3 Different Specialists for endometriosis
The Fertility Specialist
Fertility specialists are generally IVF specialists with only a basic surgical training, sufficient for superficial endometriosis, ie for the most frequent pathology. Cystic ovarian endometriosis is erroneously considered easy surgery. Reality however is that insufficient experience often results in ovarian damage and loss of oocyte reserve. For deep endometriosis they generally perform bowel resections together with the surgeons.
The medical therapy specialist
Many gynaecologists are mainly involved in medical therapy. They try to avoid surgery and/or only perform only basic surgery, ie without bowel and ureter involvement. Deep endometriosis is a rare condition. Superficial endometriosis is a frequent condition that only requires basic surgical skills : thus many gynaecologist will be involved in superficial endometriosis either with (simple) surgery, medical therapy or IVF.
The pelvic surgeon.
They do advanced laparoscopic surgery for deep endometriosis involving the bowel and the ureters. This is obviously a small group, since deep endometriosis is not that frequent and since only a small group can have sufficient experience.
The diagnosis of deep endometriosis is easily missed
Without a laparoscopy diagnosis of deep endometriosis will not be made in over 80% of women. Since the number of pelvic surgeons is small, most women with deep endometriosis will be seen first by other specialists. If deep endometriosis is not clinically suspected and a laparoscopy is not performed
- IVF will be performed with a nodule in the recto-vaginal septum,
- or medical therapy is given for long periods without a diagnosis
If a laparoscopy is performed by a non-surgeon
- deep endometriosis risks not to be recognized
- surgery risks to be incomplete with afterwards medical therapy. In addition subsequent surgery will be more difficult.
- a large number of avoidable bowel resection are performed.
What is needed
- Adequate referral.
- Centres of excellent surgery. Centres of excellence without excellent surgery risk to do more harm than good.
Small end superficial endometriosis is very frequent and is considered general gynaecology. Surgery requires basic training only but nevertheless medical therapy is given first by non surgeons.

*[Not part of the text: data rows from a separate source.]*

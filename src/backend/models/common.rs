// src/backend/models/common.rs
use candid::CandidType;
use serde::{Deserialize, Serialize};

pub type RecordId = u64; // Crosses the service boundary as nat64
pub type PrincipalText = String; // Grantees and owners travel as principal text
pub type TimestampNs = u64; // Nanoseconds since epoch

/// Fixed set of record categories. The stored string on a record is kept
/// verbatim; this enum is only the display view of it.
#[derive(CandidType, Deserialize, Serialize, Clone, Debug, PartialEq, Eq, Copy, Hash)]
pub enum Category {
    Prescription,
    LabReport,
    Imaging,
    Consultation,
    Vaccination,
    Other,
}

#[derive(CandidType, Deserialize, Serialize, Clone, Debug, PartialEq, Eq, Copy)]
pub enum RecordIcon {
    Pill,
    TestTube,
    FileImage,
    Stethoscope,
    Syringe,
    FileText,
}

impl Category {
    pub const ALL: [Category; 6] = [
        Category::Prescription,
        Category::LabReport,
        Category::Imaging,
        Category::Consultation,
        Category::Vaccination,
        Category::Other,
    ];

    /// Parses a known stored value. Returns `None` for anything outside the set.
    pub fn parse(value: &str) -> Option<Category> {
        match value {
            "prescription" => Some(Category::Prescription),
            "lab-report" => Some(Category::LabReport),
            "imaging" => Some(Category::Imaging),
            "consultation" => Some(Category::Consultation),
            "vaccination" => Some(Category::Vaccination),
            "other" => Some(Category::Other),
            _ => None,
        }
    }

    /// Display view of a stored value; unrecognized values read as `Other`.
    pub fn from_stored(value: &str) -> Category {
        Category::parse(value).unwrap_or(Category::Other)
    }

    pub fn as_str(&self) -> &'static str {
        match self {
            Category::Prescription => "prescription",
            Category::LabReport => "lab-report",
            Category::Imaging => "imaging",
            Category::Consultation => "consultation",
            Category::Vaccination => "vaccination",
            Category::Other => "other",
        }
    }

    pub fn label(&self) -> &'static str {
        match self {
            Category::Prescription => "Prescription",
            Category::LabReport => "Lab Report",
            Category::Imaging => "Medical Imaging",
            Category::Consultation => "Consultation Notes",
            Category::Vaccination => "Vaccination Record",
            Category::Other => "Other",
        }
    }

    pub fn icon(&self) -> RecordIcon {
        match self {
            Category::Prescription => RecordIcon::Pill,
            Category::LabReport => RecordIcon::TestTube,
            Category::Imaging => RecordIcon::FileImage,
            Category::Consultation => RecordIcon::Stethoscope,
            Category::Vaccination => RecordIcon::Syringe,
            Category::Other => RecordIcon::FileText,
        }
    }
}

/// Who a record is being shared with.
#[derive(CandidType, Deserialize, Serialize, Clone, Debug, PartialEq, Eq, Copy, Hash)]
pub enum Audience {
    Providers,
    Researchers,
}

impl Audience {
    pub fn flag(&self) -> SharingFlag {
        match self {
            Audience::Providers => SharingFlag::SharedWithProviders,
            Audience::Researchers => SharingFlag::SharedWithResearchers,
        }
    }
}

/// The two independent sharing flags carried by every record.
#[derive(CandidType, Deserialize, Serialize, Clone, Debug, PartialEq, Eq, Copy, Hash)]
pub enum SharingFlag {
    SharedWithProviders,
    SharedWithResearchers,
}

impl SharingFlag {
    pub fn key(&self) -> &'static str {
        match self {
            SharingFlag::SharedWithProviders => "sharedWithProviders",
            SharingFlag::SharedWithResearchers => "sharedWithResearchers",
        }
    }
}
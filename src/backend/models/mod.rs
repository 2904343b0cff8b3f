pub mod common;
pub mod init;
pub mod notice;
pub mod record;
pub mod session_user;
pub mod upload;

// Re-export common types/enums for easier access
pub use common::*;
pub use notice::{Notice, NoticeVariant};
pub use record::{NewRecord, Record, RemoteRecord};
pub use session_user::{Credentials, SessionUser, SignupForm};
pub use upload::{FileUpload, UploadForm};
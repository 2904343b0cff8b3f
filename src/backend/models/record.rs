// src/backend/models/record.rs
use crate::models::common::{Category, PrincipalText, RecordId, SharingFlag};
use candid::CandidType;
use serde::{Deserialize, Serialize};

/// Medical record metadata as held locally and shown to the user.
#[derive(CandidType, Deserialize, Serialize, Clone, Debug, PartialEq, Eq)]
#[serde(rename_all = "camelCase")]
pub struct Record {
    pub id: RecordId,
    pub owner: PrincipalText,
    pub name: String,
    #[serde(rename = "type")]
    pub category: String, // Stored verbatim, see Category::from_stored
    pub date: String,     // YYYY-MM-DD
    pub size: String,     // e.g. "2.4 MB"
    pub notes: String,
    pub payload_ref: String,
    pub shared_with_providers: bool,
    pub shared_with_researchers: bool,
    pub uploaded_at: String, // RFC 3339
}

impl Record {
    pub fn display_category(&self) -> Category {
        Category::from_stored(&self.category)
    }

    pub fn flag(&self, flag: SharingFlag) -> bool {
        match flag {
            SharingFlag::SharedWithProviders => self.shared_with_providers,
            SharingFlag::SharedWithResearchers => self.shared_with_researchers,
        }
    }

    pub fn set_flag(&mut self, flag: SharingFlag, value: bool) {
        match flag {
            SharingFlag::SharedWithProviders => self.shared_with_providers = value,
            SharingFlag::SharedWithResearchers => self.shared_with_researchers = value,
        }
    }

    /// Calendar date in the short form used on record cards, e.g. "Jan 1, 2024".
    /// Falls back to the raw string when it is not a valid date.
    pub fn formatted_date(&self) -> String {
        chrono::NaiveDate::parse_from_str(&self.date, "%Y-%m-%d")
            .map(|d| d.format("%b %-d, %Y").to_string())
            .unwrap_or_else(|_| self.date.clone())
    }
}

/// Everything needed to create a record; id, flags and timestamp are assigned on insert.
#[derive(CandidType, Deserialize, Serialize, Clone, Debug, PartialEq, Eq, Default)]
pub struct NewRecord {
    pub owner: PrincipalText,
    pub name: String,
    pub category: String,
    pub date: String,
    pub size: String,
    pub notes: String,
    pub payload_ref: String,
}

/// Record shape returned by the patient-records service.
#[derive(CandidType, Deserialize, Serialize, Clone, Debug, PartialEq, Eq)]
pub struct RemoteRecord {
    pub id: RecordId,
    pub owner: String,
    pub name: String,
    pub record_type: String,
    pub date: String,
    pub size: String,
    pub data: String,
    pub notes: String,
    pub uploaded_at: String,
}

impl From<RemoteRecord> for Record {
    fn from(remote: RemoteRecord) -> Self {
        Record {
            id: remote.id,
            owner: remote.owner,
            name: remote.name,
            category: remote.record_type,
            date: remote.date,
            size: remote.size,
            notes: remote.notes,
            payload_ref: remote.data,
            shared_with_providers: false,
            shared_with_researchers: false,
            uploaded_at: remote.uploaded_at,
        }
    }
}
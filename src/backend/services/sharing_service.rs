// src/backend/services/sharing_service.rs
// Sharing toggles: pure flag flip, explicit confirmation, then apply locally or remotely.

use crate::{
    adapter::{Connection, RecordGateway},
    error::HealthError,
    models::{Audience, Record, RecordId},
    storage::RecordStore,
};

/// Reported when a toggle is confirmed after the client switched between
/// local and remote records.
pub const STALE_TOGGLE: &str =
    "Sharing mode changed since this change was requested. Please request it again.";

/// Outcome of flipping one audience flag, before anything is applied.
#[derive(Clone, Debug, PartialEq, Eq)]
pub struct Toggle {
    pub record_id: RecordId,
    pub audience: Audience,
    pub new_value: bool,
    /// Confirmation dialog title, e.g. "Revoke Provider Access".
    pub title: String,
    /// Confirmation dialog body.
    pub message: String,
}

impl Toggle {
    /// Flips `current` for `audience`. Pure: nothing is read or written.
    pub fn for_flag(record_id: RecordId, audience: Audience, current: bool) -> Self {
        let new_value = !current;
        let (title, message) = match (audience, new_value) {
            (Audience::Providers, true) => (
                "Grant Provider Access",
                "Are you sure you want to grant healthcare providers access to this record? \
                 They will be able to view and download the record.",
            ),
            (Audience::Providers, false) => (
                "Revoke Provider Access",
                "Are you sure you want to revoke healthcare provider access to this record? \
                 They will no longer be able to view or download it.",
            ),
            (Audience::Researchers, true) => (
                "Grant Researcher Access",
                "Are you sure you want to grant medical researchers access to this record? \
                 Your data will be anonymized and used for research purposes only.",
            ),
            (Audience::Researchers, false) => (
                "Revoke Researcher Access",
                "Are you sure you want to revoke medical researcher access to this record? \
                 Your anonymized data will no longer be available for research.",
            ),
        };
        Toggle {
            record_id,
            audience,
            new_value,
            title: title.to_string(),
            message: message.to_string(),
        }
    }

    pub fn is_revoke(&self) -> bool {
        !self.new_value
    }

    /// Short confirmation shown once the change is applied.
    pub fn applied_message(&self) -> &'static str {
        match (self.audience, self.new_value) {
            (Audience::Providers, true) => "Provider access granted",
            (Audience::Providers, false) => "Provider access revoked",
            (Audience::Researchers, true) => "Researcher access granted",
            (Audience::Researchers, false) => "Researcher access revoked",
        }
    }
}

/// Flips the record's flag for `audience`.
pub fn toggle(record: &Record, audience: Audience) -> Toggle {
    Toggle::for_flag(record.id, audience, record.flag(audience.flag()))
}

/// Where a pending toggle was prepared and where it may be applied.
#[derive(Clone, Copy, Debug, PartialEq, Eq)]
pub enum ToggleOrigin {
    LocalStore,
    AccessControl,
}

/// A toggle awaiting the user's confirmation. Dropping it applies nothing.
/// It can only be confirmed against the same side it was prepared on.
#[must_use = "a pending toggle does nothing until confirmed"]
#[derive(Clone, Debug, PartialEq, Eq)]
pub struct PendingToggle {
    toggle: Toggle,
    origin: ToggleOrigin,
}

impl PendingToggle {
    pub fn new(toggle: Toggle, origin: ToggleOrigin) -> Self {
        PendingToggle { toggle, origin }
    }

    /// Looks the record up in the local store and prepares its toggle.
    pub fn for_local_record<M: ic_stable_structures::Memory>(
        store: &RecordStore<M>,
        record_id: RecordId,
        audience: Audience,
    ) -> Result<Self, HealthError> {
        let record = store
            .get_record(record_id)?
            .ok_or(HealthError::RecordNotFound(record_id))?;
        Ok(PendingToggle::new(toggle(&record, audience), ToggleOrigin::LocalStore))
    }

    /// Reads the current grant from the access-control service and prepares its toggle.
    pub async fn for_remote_record<C: Connection>(
        gateway: &RecordGateway<'_, C>,
        record_id: RecordId,
        audience: Audience,
    ) -> Result<Self, HealthError> {
        let grantee = gateway.config().grantee_for(audience);
        let current = gateway.has_access(record_id, grantee).await?;
        Ok(PendingToggle::new(
            Toggle::for_flag(record_id, audience, current),
            ToggleOrigin::AccessControl,
        ))
    }

    pub fn toggle(&self) -> &Toggle {
        &self.toggle
    }

    pub fn origin(&self) -> ToggleOrigin {
        self.origin
    }

    fn expect_origin(&self, origin: ToggleOrigin) -> Result<(), HealthError> {
        if self.origin == origin {
            Ok(())
        } else {
            Err(HealthError::InvalidInput(STALE_TOGGLE.to_string()))
        }
    }

    /// Applies the confirmed change to the local store.
    pub fn confirm_local<M: ic_stable_structures::Memory>(
        self,
        store: &RecordStore<M>,
    ) -> Result<Record, HealthError> {
        self.expect_origin(ToggleOrigin::LocalStore)?;
        let t = self.toggle;
        store.update_sharing_flag(t.record_id, t.audience.flag(), t.new_value)
    }

    /// Applies the confirmed change as a grant or revoke for the audience grantee.
    pub async fn confirm_remote<C: Connection>(
        self,
        gateway: &RecordGateway<'_, C>,
    ) -> Result<Toggle, HealthError> {
        self.expect_origin(ToggleOrigin::AccessControl)?;
        let t = self.toggle;
        let grantee = gateway.config().grantee_for(t.audience).to_string();
        if t.new_value {
            gateway.grant_access(t.record_id, &grantee).await?;
        } else {
            gateway.revoke_access(t.record_id, &grantee).await?;
        }
        Ok(t)
    }
}
use crate::models::common::TimestampNs;
use chrono::{NaiveDate, SecondsFormat, TimeZone, Utc};

/// Returns the current time as nanoseconds since epoch.
pub fn get_current_time_ns() -> TimestampNs {
    #[cfg(target_arch = "wasm32")]
    {
        ic_cdk::api::time()
    }
    #[cfg(not(target_arch = "wasm32"))]
    {
        Utc::now().timestamp_nanos_opt().unwrap_or_default().max(0) as TimestampNs
    }
}

/// RFC 3339 with millisecond precision and a `Z` suffix, e.g. `2024-01-01T09:30:00.000Z`.
pub fn to_rfc3339(ns: TimestampNs) -> String {
    Utc.timestamp_nanos(ns as i64)
        .to_rfc3339_opts(SecondsFormat::Millis, true)
}

pub fn now_rfc3339() -> String {
    to_rfc3339(get_current_time_ns())
}

/// Calendar date (UTC) for a timestamp.
pub fn date_of(ns: TimestampNs) -> NaiveDate {
    Utc.timestamp_nanos(ns as i64).date_naive()
}
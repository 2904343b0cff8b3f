// src/backend/lib.rs

pub mod adapter;
pub mod api;
pub mod config;
pub mod error;
pub mod models;
pub mod services;
pub mod session;
pub mod storage;
pub mod utils;

pub use api::{ActionResult, Completed, HealthChainClient};
pub use config::GatewayConfig;
pub use error::HealthError;
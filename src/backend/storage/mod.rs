// src/backend/storage/mod.rs
// Persistent client state on ic-stable-structures memory

pub mod local;
pub mod memory;
pub mod records;

// Re-export key storage structures and functions for easier access
pub use local::{default_local_storage, LocalStorage, SharedStorage, RECORDS_KEY, RECORD_SEQ_KEY, USER_KEY};
pub use memory::Memory;
pub use records::RecordStore;
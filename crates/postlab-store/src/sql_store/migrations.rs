use crate::error::{StoreError, StoreResult};
use sqlx::SqlitePool;

const MIGRATIONS: &[(i64, &str, &str)] = &[(
    1,
    "001_initial_schema",
    include_str!("../../migrations/001_initial_schema.sql"),
)];

/// Database migration manager
pub struct MigrationRunner {
    pool: SqlitePool,
}

impl MigrationRunner {
    pub fn new(pool: SqlitePool) -> Self {
        Self { pool }
    }

    /// Run all pending migrations
    pub async fn migrate(&self) -> StoreResult<()> {
        sqlx::query(
            r#"
            CREATE TABLE IF NOT EXISTS _migrations (
                version INTEGER PRIMARY KEY,
                name TEXT NOT NULL,
                applied_at DATETIME DEFAULT CURRENT_TIMESTAMP
            )
            "#,
        )
        .execute(&self.pool)
        .await?;

        let applied_versions: Vec<i64> =
            sqlx::query_scalar("SELECT version FROM _migrations ORDER BY version")
                .fetch_all(&self.pool)
                .await?;

        for (version, name, sql) in MIGRATIONS {
            if applied_versions.contains(version) {
                continue;
            }
            self.apply(*version, name, sql).await?;
            tracing::info!(version = *version, name = *name, "applied migration");
        }

        Ok(())
    }

    /// Execute one migration script and record it, atomically.
    async fn apply(&self, version: i64, name: &str, script: &str) -> StoreResult<()> {
        let mut tx = self.pool.begin().await?;

        for statement in split_statements(script) {
            sqlx::query(&statement)
                .execute(&mut *tx)
                .await
                .map_err(|e| StoreError::Migration(format!("{}: {}", name, e)))?;
        }

        sqlx::query("INSERT INTO _migrations (version, name) VALUES (?, ?)")
            .bind(version)
            .bind(name)
            .execute(&mut *tx)
            .await?;

        tx.commit().await?;
        Ok(())
    }
}

/// Split a script into statements on `;`, dropping comment-only lines.
fn split_statements(script: &str) -> Vec<String> {
    let mut statements = Vec::new();
    let mut buffer = String::new();

    for raw_line in script.lines() {
        let line = raw_line.trim_end();
        if line.trim_start().starts_with("--") || line.trim().is_empty() {
            continue;
        }
        buffer.push_str(line);
        buffer.push('\n');

        if line.ends_with(';') {
            let stmt = buffer.trim().trim_end_matches(';').trim().to_string();
            if !stmt.is_empty() {
                statements.push(stmt);
            }
            buffer.clear();
        }
    }

    let trailing = buffer.trim().to_string();
    if !trailing.is_empty() {
        statements.push(trailing);
    }
    statements
}
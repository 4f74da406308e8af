pub mod error;
pub mod sql_store;

// Re-export commonly used types
pub use error::{StoreError, StoreResult};
pub use sql_store::{SqlStore, StoreTx};
//! Postlab CLI main entry point

use clap::Parser;
use postlab_cli::{
    cli::{Cli, Commands},
    commands::{resolve_config, MigrateCommand, ServeCommand},
    error::CliResult,
    utils::{init_tracing, ColoredOutput},
};
use tracing::info;

#[tokio::main]
async fn main() {
    let exit_code = match run().await {
        Ok(()) => 0,
        Err(e) => {
            eprintln!("{} {}", ColoredOutput::error("Error:"), e);
            1
        }
    };

    std::process::exit(exit_code);
}

async fn run() -> CliResult<()> {
    let cli = Cli::parse();

    init_tracing(cli.verbose)?;

    // Disable colored output if requested
    if cli.no_color {
        colored::control::set_override(false);
    }

    info!("Postlab CLI v{}", env!("CARGO_PKG_VERSION"));

    let config = resolve_config(&cli)?;
    match cli.command {
        Commands::Serve => ServeCommand::run(&config).await,
        Commands::Migrate => MigrateCommand::run(&config.database.url).await,
    }
}
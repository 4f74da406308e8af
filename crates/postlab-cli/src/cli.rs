//! CLI argument definitions using clap

use clap::{Parser, Subcommand};
use std::path::PathBuf;

#[derive(Debug, Parser)]
#[command(name = "postlab", about = "Postlab - save, send and replay HTTP requests", version)]
pub struct Cli {
    #[command(subcommand)]
    pub command: Commands,

    /// Configuration file (YAML or JSON)
    #[arg(long, short = 'c', env = "POSTLAB_CONFIG", global = true)]
    pub config: Option<PathBuf>,

    /// Database URL, overrides the configuration
    #[arg(long, global = true, help = "SQLite database URL, e.g. sqlite://./data/postlab.db")]
    pub db_url: Option<String>,

    /// Listen address, overrides the configuration
    #[arg(long, global = true)]
    pub addr: Option<String>,

    /// Enable verbose logging
    #[arg(short, long, global = true, help = "Enable verbose output")]
    pub verbose: bool,

    /// Disable colored output
    #[arg(long, global = true, help = "Disable colored output")]
    pub no_color: bool,
}

#[derive(Debug, Subcommand)]
pub enum Commands {
    /// Start the REST API server
    Serve,
    /// Initialize database and run migrations
    Migrate,
}

#[cfg(test)]
mod tests {
    use super::*;

    #[test]
    fn test_parse_serve_with_overrides() {
        let cli = Cli::try_parse_from([
            "postlab",
            "serve",
            "--addr",
            "0.0.0.0:9090",
            "--db-url",
            "sqlite://./tmp.db",
            "-v",
        ])
        .unwrap();

        assert!(matches!(cli.command, Commands::Serve));
        assert_eq!(cli.addr.as_deref(), Some("0.0.0.0:9090"));
        assert_eq!(cli.db_url.as_deref(), Some("sqlite://./tmp.db"));
        assert!(cli.verbose);
    }

    #[test]
    fn test_parse_migrate_with_config() {
        let cli =
            Cli::try_parse_from(["postlab", "--config", "postlab.yaml", "migrate"]).unwrap();
        assert!(matches!(cli.command, Commands::Migrate));
        assert_eq!(cli.config, Some(PathBuf::from("postlab.yaml")));
        assert!(!cli.no_color);
    }

    #[test]
    fn test_subcommand_is_required() {
        assert!(Cli::try_parse_from(["postlab"]).is_err());
        assert!(Cli::try_parse_from(["postlab", "launch"]).is_err());
    }
}
pub mod request_id;

pub use request_id::{RequestId, RequestIdLayer, REQUEST_ID_HEADER};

Severe deep endometriosis is relatively rare and is difficult level III surgery, performed by the small group of pelvic surgeons. If the referral for advanced surgery is not done adequately a series of problems occur. The diagnosis is made after a delay of several years, , and surgery is done incomplete with tissue damage. This results in recurrences, often treated with medical therapy, massive adhesions iatrogenic infertility and preventable IVF treatments. . A similar risk exists for cystic ovarian endometriosis with often severe ovarian damage as a consequence of inadequate surgery.
Surgery is the only effective therapy today and thus the method of choice . Surgery however can have a dubious reputation. Indeed bowel resections are performed too frequently and too liberally, while inexperience can result in a stoma.
Endometriosis is not a cancer and the increased association between endometriosis and cancer is erroneous.